Mass Driver Basics

More about Orbital Devices

General Planet Topics

Mass drivers provide a fuel-free method of transporting mineral cargo packets between planets, and, secondarily, can act as an effective long-range weapon. Mineral packets are bundles of Ironium, Germanium and Boranium. Mass drivers fling mineral packets at high rates of acceleration. This prevents you from flinging Fuel, which would explode, or colonists, who would, well, also explode.

In the Scanner pane, the mass driver appears as a purple dot orbiting the planet.

Building a Mass Driver

A mass driver occupies the Orbital slot in a starbase hull. You'll have to research Energy--the requirement for each type of driver is listed in the Orbital section of the Technology Browser.

Once you complete your research, upgrade your starbase hull design to hold the driver (or design a new starbase hull that includes the driver). To upgrade a hull and add the driver:

1.        Select Commands (Ship Design...) to open the Ship Designer.
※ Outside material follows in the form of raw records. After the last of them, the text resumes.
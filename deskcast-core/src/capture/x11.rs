//! X11 capture engine.
//!
//! Grabs the root window with `XGetImage` on a paced worker thread.
//! The Xlib connection is confined to one thread at a time: it is
//! opened during `initialize`, moves into the worker on `start`, and
//! returns to the engine when the worker exits, so `start` can be
//! called again after `stop`.

use std::ptr;
use std::sync::atomic::{AtomicBool, Ordering};
use std::sync::{Arc, Mutex};
use std::thread::JoinHandle;
use std::time::{Duration, Instant};

use tracing::{debug, error, warn};
use x11::xlib;

use crate::error::CaptureError;
use crate::frame::{monotonic_ms, Frame, FrameFormat};

use super::{CaptureConfig, CaptureEngine, FrameCallback, ScreenInfo};

// ── X11Session ───────────────────────────────────────────────────

#[derive(Debug, Clone, Copy)]
struct CaptureRect {
    x: i32,
    y: i32,
    width: u32,
    height: u32,
}

/// An open Xlib connection plus the resolved capture geometry.
struct X11Session {
    display: *mut xlib::Display,
    root: xlib::Window,
    rect: CaptureRect,
}

// Xlib connections are not internally synchronized. The session is
// used by exactly one thread at a time: the engine thread between
// initialize/start and after stop, the worker thread in between.
unsafe impl Send for X11Session {}

impl Drop for X11Session {
    fn drop(&mut self) {
        unsafe {
            xlib::XCloseDisplay(self.display);
        }
    }
}

// ── X11CaptureEngine ─────────────────────────────────────────────

/// `XGetImage`-based capture backend.
pub struct X11CaptureEngine {
    config: CaptureConfig,
    frame_interval: Duration,
    callback: Arc<Mutex<Option<FrameCallback>>>,
    /// Holds the session while the worker is not running.
    session: Arc<Mutex<Option<X11Session>>>,
    should_stop: Arc<AtomicBool>,
    worker: Option<JoinHandle<()>>,
    running: bool,
}

impl X11CaptureEngine {
    pub fn new() -> Self {
        Self {
            config: CaptureConfig::default(),
            frame_interval: Duration::from_millis(1000 / 30),
            callback: Arc::new(Mutex::new(None)),
            session: Arc::new(Mutex::new(None)),
            should_stop: Arc::new(AtomicBool::new(false)),
            worker: None,
            running: false,
        }
    }

    fn open_session(config: &CaptureConfig) -> Result<X11Session, CaptureError> {
        let display = unsafe { xlib::XOpenDisplay(ptr::null()) };
        if display.is_null() {
            error!(
                "no X11 display available (headless environment?); \
                 run under Xvfb and set DISPLAY, e.g. `Xvfb :99 & DISPLAY=:99`"
            );
            return Err(CaptureError::NoDisplay);
        }

        let screen = unsafe { xlib::XDefaultScreen(display) };
        let root = unsafe { xlib::XRootWindow(display, screen) };

        let rect = if config.width > 0 && config.height > 0 {
            CaptureRect {
                x: config.offset_x,
                y: config.offset_y,
                width: config.width,
                height: config.height,
            }
        } else {
            CaptureRect {
                x: 0,
                y: 0,
                width: unsafe { xlib::XDisplayWidth(display, screen) } as u32,
                height: unsafe { xlib::XDisplayHeight(display, screen) } as u32,
            }
        };

        debug!(
            width = rect.width,
            height = rect.height,
            x = rect.x,
            y = rect.y,
            "X11 session opened"
        );

        Ok(X11Session {
            display,
            root,
            rect,
        })
    }
}

impl Default for X11CaptureEngine {
    fn default() -> Self {
        Self::new()
    }
}

impl CaptureEngine for X11CaptureEngine {
    fn initialize(&mut self, config: &CaptureConfig) -> Result<(), CaptureError> {
        if self.running {
            return Err(CaptureError::AlreadyStarted);
        }
        config.validate()?;

        let session = Self::open_session(config)?;
        *self.session.lock().expect("session slot poisoned") = Some(session);

        self.config = config.clone();
        self.frame_interval = Duration::from_millis(1000 / u64::from(config.frame_rate));
        Ok(())
    }

    fn start(&mut self) -> Result<(), CaptureError> {
        if self.running {
            return Ok(());
        }

        let Some(session) = self.session.lock().expect("session slot poisoned").take() else {
            return Err(CaptureError::Initialization(
                "X11 engine not initialized".into(),
            ));
        };

        self.should_stop.store(false, Ordering::SeqCst);

        let interval = self.frame_interval;
        let callback = Arc::clone(&self.callback);
        let slot = Arc::clone(&self.session);
        let should_stop = Arc::clone(&self.should_stop);
        let frame_rate = self.config.frame_rate;

        let handle = std::thread::Builder::new()
            .name("deskcast-x11-capture".into())
            .spawn(move || {
                capture_loop(session, interval, frame_rate, callback, should_stop, slot);
            })
            .map_err(|e| CaptureError::Initialization(format!("spawn capture worker: {e}")))?;

        self.worker = Some(handle);
        self.running = true;
        debug!("X11 capture started");
        Ok(())
    }

    fn stop(&mut self) {
        if !self.running {
            return;
        }

        self.should_stop.store(true, Ordering::SeqCst);
        if let Some(handle) = self.worker.take() {
            if handle.join().is_err() {
                error!("X11 capture worker panicked");
            }
        }
        self.running = false;
        debug!("X11 capture stopped");
    }

    fn is_running(&self) -> bool {
        self.running
    }

    fn available_screens(&self) -> Vec<ScreenInfo> {
        // A short-lived connection keeps this callable while the
        // worker owns the capture session.
        let display = unsafe { xlib::XOpenDisplay(ptr::null()) };
        if display.is_null() {
            return Vec::new();
        }

        let mut screens = Vec::new();
        unsafe {
            let count = xlib::XScreenCount(display);
            let default = xlib::XDefaultScreen(display);
            for i in 0..count {
                screens.push(ScreenInfo {
                    id: i as u32,
                    width: xlib::XDisplayWidth(display, i) as u32,
                    height: xlib::XDisplayHeight(display, i) as u32,
                    bits_per_pixel: xlib::XDefaultDepth(display, i) as u32,
                    x: 0,
                    y: 0,
                    name: format!("Screen {i}"),
                    is_primary: i == default,
                });
            }
            xlib::XCloseDisplay(display);
        }
        screens
    }

    fn set_frame_callback(&mut self, callback: FrameCallback) {
        *self.callback.lock().expect("callback poisoned") = Some(callback);
    }

    fn config(&self) -> CaptureConfig {
        self.config.clone()
    }

    fn update_config(&mut self, config: &CaptureConfig) -> Result<(), CaptureError> {
        let was_running = self.running;
        if was_running {
            self.stop();
        }

        self.initialize(config)?;
        if was_running {
            self.start()?;
        }
        Ok(())
    }
}

impl Drop for X11CaptureEngine {
    fn drop(&mut self) {
        self.stop();
    }
}

// ── Worker ───────────────────────────────────────────────────────

/// Paced capture loop. Owns the session for its lifetime and returns
/// it to `slot` on exit.
fn capture_loop(
    session: X11Session,
    interval: Duration,
    frame_rate: u32,
    callback: Arc<Mutex<Option<FrameCallback>>>,
    should_stop: Arc<AtomicBool>,
    slot: Arc<Mutex<Option<X11Session>>>,
) {
    debug!("X11 capture loop started");
    let mut last_frame = Instant::now();

    while !should_stop.load(Ordering::SeqCst) {
        if last_frame.elapsed() >= interval {
            if let Some(frame) = capture_one_frame(&session, frame_rate) {
                let cb = callback.lock().expect("callback poisoned").clone();
                if let Some(cb) = cb {
                    cb(frame.share());
                }
            }
            last_frame = Instant::now();
        } else {
            std::thread::sleep(Duration::from_millis(1));
        }
    }

    *slot.lock().expect("session slot poisoned") = Some(session);
    debug!("X11 capture loop ended");
}

/// Grab one frame of the capture rect.
///
/// The XImage payload is repacked into a tight `width * 4` layout so
/// downstream processors see `stride == width * 4`.
fn capture_one_frame(session: &X11Session, frame_rate: u32) -> Option<Frame> {
    let rect = session.rect;

    let image = unsafe {
        xlib::XGetImage(
            session.display,
            session.root,
            rect.x,
            rect.y,
            rect.width,
            rect.height,
            !0, // all planes
            xlib::ZPixmap,
        )
    };
    if image.is_null() {
        warn!(
            width = rect.width,
            height = rect.height,
            "XGetImage failed"
        );
        return None;
    }

    let frame = unsafe {
        let img = &*image;

        if img.bits_per_pixel != 32 {
            warn!(
                bits_per_pixel = img.bits_per_pixel,
                "unsupported root visual, dropping frame"
            );
            if let Some(destroy) = img.funcs.destroy_image {
                destroy(image);
            }
            return None;
        }

        let format = detect_format(img);
        let width = img.width as u32;
        let height = img.height as u32;
        let row_bytes = width as usize * 4;
        let src_stride = img.bytes_per_line as usize;
        let src =
            std::slice::from_raw_parts(img.data as *const u8, src_stride * height as usize);

        let mut data = Vec::with_capacity(row_bytes * height as usize);
        if src_stride == row_bytes {
            data.extend_from_slice(src);
        } else {
            for y in 0..height as usize {
                let start = y * src_stride;
                data.extend_from_slice(&src[start..start + row_bytes]);
            }
        }

        let mut frame = Frame::video(format, width, height, data);
        frame.timestamp = monotonic_ms();
        frame.video.framerate = frame_rate;
        frame.video.stride = row_bytes as u32;
        frame
    };

    unsafe {
        if let Some(destroy) = (*image).funcs.destroy_image {
            destroy(image);
        }
    }

    Some(frame)
}

/// Map XImage depth/bpp/channel masks onto a frame format.
fn detect_format(img: &xlib::XImage) -> FrameFormat {
    if img.depth == 24 && img.bits_per_pixel == 32 {
        if img.red_mask == 0x00FF_0000 && img.green_mask == 0x0000_FF00 && img.blue_mask == 0x0000_00FF
        {
            return FrameFormat::Bgra32;
        }
        if img.red_mask == 0x0000_00FF && img.green_mask == 0x0000_FF00 && img.blue_mask == 0x00FF_0000
        {
            return FrameFormat::Rgba32;
        }
    }
    FrameFormat::Unknown
}

// ── Tests ────────────────────────────────────────────────────────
2.        Under Design, click on Starbase.

3.        Select the design you wish to upgrade from the dropdown.

4.        Click on Copy Selected Design. The dialog changes, offering the design and a component list.
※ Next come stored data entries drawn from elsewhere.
//! Linear pipeline assembly and lifecycle.
//!
//! A [`Pipeline`] owns one source, an ordered list of processors
//! (possibly empty), and one terminal sink, and links them into a
//! chain: `source → p₀ → … → pₙ₋₁ → sink`.
//!
//! Lifecycle ordering: `start` brings up consumers before producers
//! (sink, then processors in chain order, then the source last) so
//! that downstream is ready before the first frame is emitted; `stop`
//! reverses (source first, so upstream stops emitting before
//! downstream tears down).

use std::sync::Arc;

use tracing::{debug, warn};

use crate::node::{Node, Processor, Sink, Source};

/// Assembles and drives one linear media chain.
#[derive(Default)]
pub struct Pipeline {
    source: Option<Arc<dyn Source>>,
    processors: Vec<Arc<dyn Processor>>,
    sink: Option<Arc<dyn Sink>>,
}

impl Pipeline {
    pub fn new() -> Self {
        Self::default()
    }

    /// Install the producing end. Replaces any previous source.
    pub fn set_source(&mut self, source: Arc<dyn Source>) {
        self.source = Some(source);
    }

    /// Install the terminal sink. Replaces any previous sink.
    pub fn set_sink(&mut self, sink: Arc<dyn Sink>) {
        self.sink = Some(sink);
    }

    /// Append a processor; order of addition is order in the chain.
    pub fn add_processor(&mut self, processor: Arc<dyn Processor>) {
        self.processors.push(processor);
    }

    /// Whether both ends of the chain are present.
    pub fn is_connected(&self) -> bool {
        self.source.is_some() && self.sink.is_some()
    }

    /// Link `source → processors… → sink`.
    ///
    /// Requires a source and a sink; returns `false` otherwise.
    /// Existing edges are cleared first, so repeated calls never
    /// duplicate an edge.
    pub fn link_all(&mut self) -> bool {
        let (Some(source), Some(sink)) = (self.source.as_ref(), self.sink.as_ref()) else {
            warn!("link_all: pipeline needs both a source and a sink");
            return false;
        };

        self.unlink_edges();

        if self.processors.is_empty() {
            source.add_sink(Arc::clone(sink));
        } else {
            let first: Arc<dyn Sink> = self.processors[0].clone();
            source.add_sink(first);

            for pair in self.processors.windows(2) {
                let next: Arc<dyn Sink> = pair[1].clone();
                pair[0].add_sink(next);
            }

            self.processors
                .last()
                .expect("non-empty processors")
                .add_sink(Arc::clone(sink));
        }

        debug!("{}", self.pipeline_info());
        true
    }

    /// Start the chain: sink, processors in chain order, source last.
    ///
    /// Returns `false` on the first failure. Already-started components
    /// are *not* rolled back; call [`Pipeline::stop`] (idempotent) to
    /// clean up after a partial start.
    pub fn start(&self) -> bool {
        if let Some(sink) = &self.sink {
            if !sink.start() {
                warn!(sink = sink.id(), "pipeline start: sink failed to start");
                return false;
            }
        }

        for processor in &self.processors {
            if !processor.start() {
                warn!(
                    processor = processor.id(),
                    "pipeline start: processor failed to start"
                );
                return false;
            }
        }

        match &self.source {
            Some(source) => {
                if !source.start() {
                    warn!(source = source.id(), "pipeline start: source failed to start");
                    return false;
                }
                true
            }
            None => false,
        }
    }

    /// Stop the chain: source first, then processors, then the sink.
    /// Safe to call repeatedly.
    pub fn stop(&self) {
        if let Some(source) = &self.source {
            source.stop();
        }
        for processor in &self.processors {
            processor.stop();
        }
        if let Some(sink) = &self.sink {
            sink.stop();
        }
    }

    /// Clear every upstream fan-out set, leaving components in place.
    pub fn unlink_all(&mut self) {
        self.unlink_edges();
    }

    /// Unlink and drop all components.
    pub fn clear(&mut self) {
        self.unlink_edges();
        self.source = None;
        self.sink = None;
        self.processors.clear();
    }

    /// Number of owned components (source + processors + sink).
    pub fn component_count(&self) -> usize {
        usize::from(self.source.is_some())
            + self.processors.len()
            + usize::from(self.sink.is_some())
    }

    /// One-line diagnostic description of the chain.
    pub fn pipeline_info(&self) -> String {
        let mut info = String::from("Pipeline: ");
        if self.source.is_some() {
            info.push_str("Source");
        }
        if !self.processors.is_empty() {
            info.push_str(&format!(" -> {} Processor(s)", self.processors.len()));
        }
        if self.sink.is_some() {
            info.push_str(" -> Sink");
        }
        info
    }

    fn unlink_edges(&self) {
        if let Some(source) = &self.source {
            source.clear_sinks();
        }
        for processor in &self.processors {
            processor.clear_sinks();
        }
    }
}

// ── Tests ────────────────────────────────────────────────────────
5.        Select a hull picture and type in a new name, or use the defaults shown in the dialog.

6.        Drag the driver from the component list to an Orbital slot in the design. Subtract and add any other components as you wish.

7.        Click on OK. Then click on Done to close the dialog.
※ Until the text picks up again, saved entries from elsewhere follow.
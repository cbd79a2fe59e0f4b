//! Error types for the capture pipeline.
//!
//! All fallible operations return `Result<T, DeskError>` or, for the
//! capture engines, `Result<T, CaptureError>`. No panics on invalid
//! input — every error is typed and recoverable.

use thiserror::Error;

/// Errors reported by capture engines and their factory.
///
/// Platform errors are mapped onto these variants at the FFI boundary
/// (e.g. `DXGI_ERROR_WAIT_TIMEOUT` → [`CaptureError::Timeout`],
/// `DXGI_ERROR_NOT_CURRENTLY_AVAILABLE` → [`CaptureError::AccessDenied`]).
#[derive(Debug, Clone, PartialEq, Eq, Error)]
pub enum CaptureError {
    /// Platform handles could not be acquired.
    #[error("capture initialization failed: {0}")]
    Initialization(String),

    /// The supplied configuration is invalid (e.g. `frame_rate == 0`).
    #[error("invalid capture config: {0}")]
    InvalidConfig(String),

    /// No display is available (headless environment).
    #[error("no display available")]
    NoDisplay,

    /// The desktop is not accessible (session switch, secure desktop).
    #[error("desktop access denied")]
    AccessDenied,

    /// No new frame arrived within the platform deadline.
    #[error("capture timed out")]
    Timeout,

    /// The requested backend is not supported on this host.
    #[error("capture technology not supported on this platform")]
    NotSupported,

    /// `start` was called while the engine is already capturing.
    #[error("capture already started")]
    AlreadyStarted,

    /// `initialize` was called twice without an intervening teardown.
    #[error("capture already initialized")]
    AlreadyInitialized,

    /// Catch-all for unexpected platform failures.
    #[error("capture error: {0}")]
    Unknown(String),
}

// ── DeskError ────────────────────────────────────────────────────

/// The crate-wide error type for everything outside the engines.
#[derive(Debug, Error)]
pub enum DeskError {
    /// A capture engine failed.
    #[error(transparent)]
    Capture(#[from] CaptureError),

    /// The socket/file layer reported an error.
    #[error("i/o error: {0}")]
    Io(#[from] std::io::Error),

    /// A received datagram or config value could not be parsed.
    #[error("parse error: {0}")]
    Parse(String),

    /// A component was used before `initialize`/`link_all`.
    #[error("not ready: {0}")]
    NotReady(&'static str),

    /// A service descriptor is already taken or unknown.
    #[error("service error: {0}")]
    Service(String),

    /// Catch-all.
    #[error("{0}")]
    Other(String),
}

impl From<String> for DeskError {
    fn from(s: String) -> Self {
        DeskError::Other(s)
    }
}

impl From<&str> for DeskError {
    fn from(s: &str) -> Self {
        DeskError::Other(s.to_string())
    }
}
8.        Open the planet's Production queue and add the new design.

Flinging Packets

⇒        Target a mass driver by clicking on the Set Dest button on the Starbase tile, then selecting a target in the scanner.

The path to the mass driver target is then displayed in the Scanner. You can also target the mass driver by SHIFT-clicking on the destination planet.

For the packet to arrive safely, the target must also have a driver of equal or greater capacity. If the planet has a lesser mass driver, or no driver at all, the packet destroys colonists and installations on the planet surface.

The gauge in the Starbase tile allows you to control the speed at which packets are flung. You can purposefully fling packets at a slower speed if your receiving planet isn't equipped with an accelerator that's high tech enough to catch the packet at full speed.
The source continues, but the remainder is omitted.